I had other health or moderate accidents along the childhood and young adulthood stages of my life—a few car accidents, illnesses, female issues, anorexia, travel dysentery, blah, blah, blah, recovering from all with minor or no lingering consequences to speak of. Remarkably, or maybe not, I also had years of health and vigor! Still, now that I’m at the narrowing of my life, with the body continuing to slowly break down, it’s impossible to not reflect on some of the incredible gifts though peppered with sorrows that dot my thinking at this time.
History, Oh History
Unexpectedly, my earlier examples of relative endurance and toughness don’t compare to the “digging deep” throughout bowel resections to remove tumor growth, as well as several hernia repairs, that began in earnest several years ago. I guess you could say that ‘what came before’ prepared me for the now! It almost seems natural, a forgone conclusion, that I would survive it all since that’s my history. And while I had other health and accident issues, none of them compare to the GI surgeries in these more recent years. (And I’ll be honest, after one of them about three surgeries ago, I really wasn’t sure I’d make it!)

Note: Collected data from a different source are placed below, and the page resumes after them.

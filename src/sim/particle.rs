//! Drifting particle for the fluid scenes

use glam::Vec2;
use rand::Rng;

use super::bounds::Bounds;
use crate::consts::*;
use crate::renderer::{Canvas, Color};

/// A single drifting circle
#[derive(Debug, Clone, PartialEq)]
pub struct Particle {
    pub pos: Vec2,
    pub vel: Vec2,
    /// Fixed at creation
    pub radius: f32,
    /// Alpha applied to the base color when drawn
    pub opacity: u8,
}

impl Particle {
    /// Random particle somewhere inside `bounds`
    ///
    /// `bounds` must be valid.
    pub fn spawn<R: Rng>(rng: &mut R, bounds: &Bounds) -> Self {
        Self {
            pos: Vec2::new(
                rng.random_range(bounds.left..bounds.right),
                rng.random_range(bounds.top..bounds.bottom),
            ),
            vel: Vec2::new(
                rng.random_range(-PARTICLE_MAX_SPEED..=PARTICLE_MAX_SPEED),
                rng.random_range(-PARTICLE_MAX_SPEED..=PARTICLE_MAX_SPEED),
            ),
            radius: rng.random_range(PARTICLE_MIN_RADIUS..=PARTICLE_MAX_RADIUS),
            opacity: rng.random_range(PARTICLE_MIN_OPACITY..=PARTICLE_MAX_OPACITY),
        }
    }

    /// Create the particle pool for a fluid scene
    pub fn spawn_pool<R: Rng>(rng: &mut R, bounds: &Bounds, count: usize) -> Vec<Particle> {
        if !bounds.is_valid() {
            return Vec::new();
        }
        (0..count).map(|_| Self::spawn(rng, bounds)).collect()
    }

    /// Drift, wrapping around to the opposite edge once fully off-screen
    pub fn advance(&mut self, elapsed_ms: f32, bounds: &Bounds) {
        self.pos += self.vel * (elapsed_ms / 1000.0) * SPEED_SCALE;

        let r = self.radius;
        self.pos.x = wrap(self.pos.x, bounds.left, bounds.right, r);
        self.pos.y = wrap(self.pos.y, bounds.top, bounds.bottom, r);
    }

    pub fn draw(&self, canvas: &mut Canvas, base_color: Color) {
        canvas.fill_circle(self.pos, self.radius, base_color.with_alpha(self.opacity));
    }
}

/// Wrap one coordinate: past `max + r` reappears at `min - r` and vice versa
#[inline]
fn wrap(v: f32, min: f32, max: f32, r: f32) -> f32 {
    if v < min - r {
        max + r
    } else if v > max + r {
        min - r
    } else {
        v
    }
}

Yet, clearly I have made it this far. After eight surgical interventions beginning 20 years ago with a routine colonoscopy, I take it from my surgeon’s “you’re a survivor” comment, I may have surprised even him. And when I review my own history, it seems I can surprise myself. Years ago after a different but serious medical event, as I was recovering a doctor at the time asked me “what is your secret?” I was flummoxed, having no answer to tell him. I thought to myself, ‘I don’t know; aren’t I supposed to just keep going?’
The Slowness of a Sunset
Clearly, my DNA, while an apparent curse in some respects, is also a blessing and is no small amount of salvation in others. And I have come to know that besides having some amazing doctors over the years, and an exceptional surgeon now, I do have a secret ingredient, I guess, a secret sauce, so to speak. For it has become inescapable to not see what an incredibly strong Will I’ve always had, propelling me forward. Plus, I can also endure discomfort and pain, remarkably well. After all, I’ve had practice! What’s more, I’m slightly fierce on occasion which, in combination, can add up to a lot of grit that is catalyzing.
And there you have it! A tidy little package of me: a bit of grit and a bit of swagger…and aren’t I supposed to just keep going anyway as my history and nature proscribe? Still, I suppose I can’t last forever, though I’m unable to really imagine no “me” at all not walking around the planet. So off I tromp, ever forward.